Brief >>
Return every line of the data below that includes the string "Serialize".

[Collected data]
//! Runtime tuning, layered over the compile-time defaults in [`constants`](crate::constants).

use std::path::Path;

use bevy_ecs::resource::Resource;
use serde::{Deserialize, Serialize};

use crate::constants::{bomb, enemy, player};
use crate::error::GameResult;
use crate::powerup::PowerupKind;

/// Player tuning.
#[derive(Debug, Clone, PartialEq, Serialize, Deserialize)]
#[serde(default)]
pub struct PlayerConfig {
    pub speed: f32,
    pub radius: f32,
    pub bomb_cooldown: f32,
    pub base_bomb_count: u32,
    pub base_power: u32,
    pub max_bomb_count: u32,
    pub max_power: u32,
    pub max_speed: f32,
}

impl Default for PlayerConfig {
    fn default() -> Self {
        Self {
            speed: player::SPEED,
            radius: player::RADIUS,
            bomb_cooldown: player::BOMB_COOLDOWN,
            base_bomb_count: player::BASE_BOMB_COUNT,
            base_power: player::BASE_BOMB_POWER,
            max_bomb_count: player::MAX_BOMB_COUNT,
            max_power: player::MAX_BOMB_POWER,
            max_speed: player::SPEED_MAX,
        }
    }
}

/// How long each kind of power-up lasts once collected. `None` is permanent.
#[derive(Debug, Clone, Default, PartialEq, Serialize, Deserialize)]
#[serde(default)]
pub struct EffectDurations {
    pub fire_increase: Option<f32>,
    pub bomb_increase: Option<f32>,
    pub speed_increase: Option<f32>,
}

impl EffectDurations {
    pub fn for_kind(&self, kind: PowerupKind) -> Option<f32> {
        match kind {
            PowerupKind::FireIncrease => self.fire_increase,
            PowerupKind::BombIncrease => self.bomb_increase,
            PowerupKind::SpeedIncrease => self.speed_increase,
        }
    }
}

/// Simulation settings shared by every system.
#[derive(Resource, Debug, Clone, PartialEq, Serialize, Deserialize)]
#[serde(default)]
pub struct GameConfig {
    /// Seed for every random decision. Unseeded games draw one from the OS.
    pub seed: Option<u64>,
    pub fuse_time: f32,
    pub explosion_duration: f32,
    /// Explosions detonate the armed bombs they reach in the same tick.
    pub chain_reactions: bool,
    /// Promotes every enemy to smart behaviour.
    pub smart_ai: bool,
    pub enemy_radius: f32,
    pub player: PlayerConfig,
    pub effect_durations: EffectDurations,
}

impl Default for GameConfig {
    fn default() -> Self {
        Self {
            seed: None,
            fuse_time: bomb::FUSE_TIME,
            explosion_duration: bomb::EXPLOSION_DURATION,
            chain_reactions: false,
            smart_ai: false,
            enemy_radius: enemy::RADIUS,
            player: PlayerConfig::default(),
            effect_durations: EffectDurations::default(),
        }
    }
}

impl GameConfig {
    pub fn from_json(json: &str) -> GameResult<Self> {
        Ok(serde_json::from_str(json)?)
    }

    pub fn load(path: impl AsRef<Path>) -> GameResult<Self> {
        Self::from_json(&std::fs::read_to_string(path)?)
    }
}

* * *

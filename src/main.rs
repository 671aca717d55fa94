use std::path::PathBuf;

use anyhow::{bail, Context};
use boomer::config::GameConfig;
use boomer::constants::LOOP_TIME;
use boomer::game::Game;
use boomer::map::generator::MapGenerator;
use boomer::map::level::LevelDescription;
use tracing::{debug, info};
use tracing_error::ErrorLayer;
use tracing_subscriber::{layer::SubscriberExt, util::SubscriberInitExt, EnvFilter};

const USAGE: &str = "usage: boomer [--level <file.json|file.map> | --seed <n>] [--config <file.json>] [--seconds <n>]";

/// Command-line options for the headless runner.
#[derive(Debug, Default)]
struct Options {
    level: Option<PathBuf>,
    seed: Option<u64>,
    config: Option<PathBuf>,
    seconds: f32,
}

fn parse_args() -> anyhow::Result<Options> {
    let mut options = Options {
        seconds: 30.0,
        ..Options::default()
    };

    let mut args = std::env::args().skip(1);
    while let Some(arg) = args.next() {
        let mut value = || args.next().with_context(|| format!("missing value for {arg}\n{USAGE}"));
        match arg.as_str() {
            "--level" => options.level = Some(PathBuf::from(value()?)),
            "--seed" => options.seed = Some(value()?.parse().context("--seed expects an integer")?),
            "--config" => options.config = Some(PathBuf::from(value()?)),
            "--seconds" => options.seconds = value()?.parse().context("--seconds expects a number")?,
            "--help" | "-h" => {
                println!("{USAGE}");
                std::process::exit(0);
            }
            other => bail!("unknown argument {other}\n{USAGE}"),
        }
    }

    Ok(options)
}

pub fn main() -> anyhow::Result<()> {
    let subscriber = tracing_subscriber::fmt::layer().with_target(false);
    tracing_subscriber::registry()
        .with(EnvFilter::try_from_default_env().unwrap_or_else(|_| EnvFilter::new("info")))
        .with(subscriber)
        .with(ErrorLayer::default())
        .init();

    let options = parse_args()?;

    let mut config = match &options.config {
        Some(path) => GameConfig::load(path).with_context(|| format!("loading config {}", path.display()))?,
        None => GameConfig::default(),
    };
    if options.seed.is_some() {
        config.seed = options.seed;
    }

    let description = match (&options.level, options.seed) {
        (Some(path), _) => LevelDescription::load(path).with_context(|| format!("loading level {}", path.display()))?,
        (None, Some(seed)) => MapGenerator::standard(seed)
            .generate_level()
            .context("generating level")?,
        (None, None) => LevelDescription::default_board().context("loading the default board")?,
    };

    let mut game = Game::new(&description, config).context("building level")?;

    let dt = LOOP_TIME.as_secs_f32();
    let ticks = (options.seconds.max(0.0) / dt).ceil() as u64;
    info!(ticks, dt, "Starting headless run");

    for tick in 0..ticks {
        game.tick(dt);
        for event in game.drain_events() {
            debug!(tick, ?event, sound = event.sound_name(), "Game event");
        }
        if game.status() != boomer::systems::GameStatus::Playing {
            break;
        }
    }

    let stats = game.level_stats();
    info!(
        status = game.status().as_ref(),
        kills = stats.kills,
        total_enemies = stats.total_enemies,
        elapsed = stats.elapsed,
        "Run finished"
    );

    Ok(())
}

Exercise result >>
use serde::{Deserialize, Serialize};
#[derive(Debug, Clone, PartialEq, Serialize, Deserialize)]
#[derive(Debug, Clone, Default, PartialEq, Serialize, Deserialize)]
#[derive(Resource, Debug, Clone, PartialEq, Serialize, Deserialize)]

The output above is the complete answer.